Smooth Operators
A good blender can turn almost any mischievous mixture into a delicious treat. We put four to the test in search of the best.

In times of great social strife, it’s refreshing to stumble across something that everyone can agree on, even if that something is the extraction of one’s wisdom teeth. It goes without argument in all quarters of the world that evicting the offending molars from one’s heavily sedated mouth just plain sucks.
Having recently experienced the procedure, it was a pleasant surprise to return to the office and receive the assignment to review those high-wattage, sharp-bladed workhorses of the kitchen—blenders.
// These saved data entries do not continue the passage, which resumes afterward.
//! Weighted average life.

use passthru_core::Date;

use crate::error::{MbsError, MbsResult};
use crate::schedule::AmortizationSchedule;

/// Days per year in the WAL denominator.
pub const WAL_DAYS_PER_YEAR: f64 = 365.0;

/// Weighted average life of a schedule in years.
///
/// Each period's scheduled plus unscheduled principal is weighted by the
/// actual days from `settlement` to its pay date:
///
/// ```text
/// WAL = Σ days_i * principal_i / (Σ principal_i * 365)
/// ```
///
/// # Errors
///
/// Returns `MbsError::ZeroPrincipal` if the total principal is zero or
/// negative.
pub fn weighted_average_life(settlement: Date, schedule: &AmortizationSchedule) -> MbsResult<f64> {
    let (weighted, total) = schedule
        .periods()
        .iter()
        .fold((0.0, 0.0), |(weighted, total), period| {
            let principal = period.total_principal();
            let days = (period.pay_date - settlement) as f64;
            (weighted + days * principal, total + principal)
        });

    if total <= 0.0 || total.is_nan() {
        return Err(MbsError::zero_principal(total));
    }

    Ok(weighted / (total * WAL_DAYS_PER_YEAR))
}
You see, as anyone who has had their wisdom teeth pulled knows, for approximately a week after the procedure, you are relegated to strictly soft food. That means that the blender quickly becomes your new best friend.
The kitchen blender has been around since 1922, when an industrious gentleman named Stephen Poplawski from Racine, Wisconsin, attached a spinning blade to the bottom of a glass container and plopped a top on it to help him make soda fountain drinks. A lot has changed in the last century, and many blenders are now banging on the food processor’s door, crushing ice, fruits, and vegetables in addition to making shakes. So, wanting to advance our knowledge of the blender and its more recent aesthetic and technological developments, we enlisted the help of someone intimately familiar with the workings of this small yet indispensable kitchen appliance: a bartender.
Duggan McDonnell, 31, began helping quench people’s thirsts by distributing wine before moving behind the bar at Wild Ginger, an Asian-fusion restaurant in Seattle, where he first learned to love the blender. “Not only was the food terrific at the restaurant,” McDonnell explains, “but we made incredible mango daiquiris, which were our signature drink. We had one blender and we would burn through them constantly. The blades would literally spin off because we were making something like 200 daiquiris a night.”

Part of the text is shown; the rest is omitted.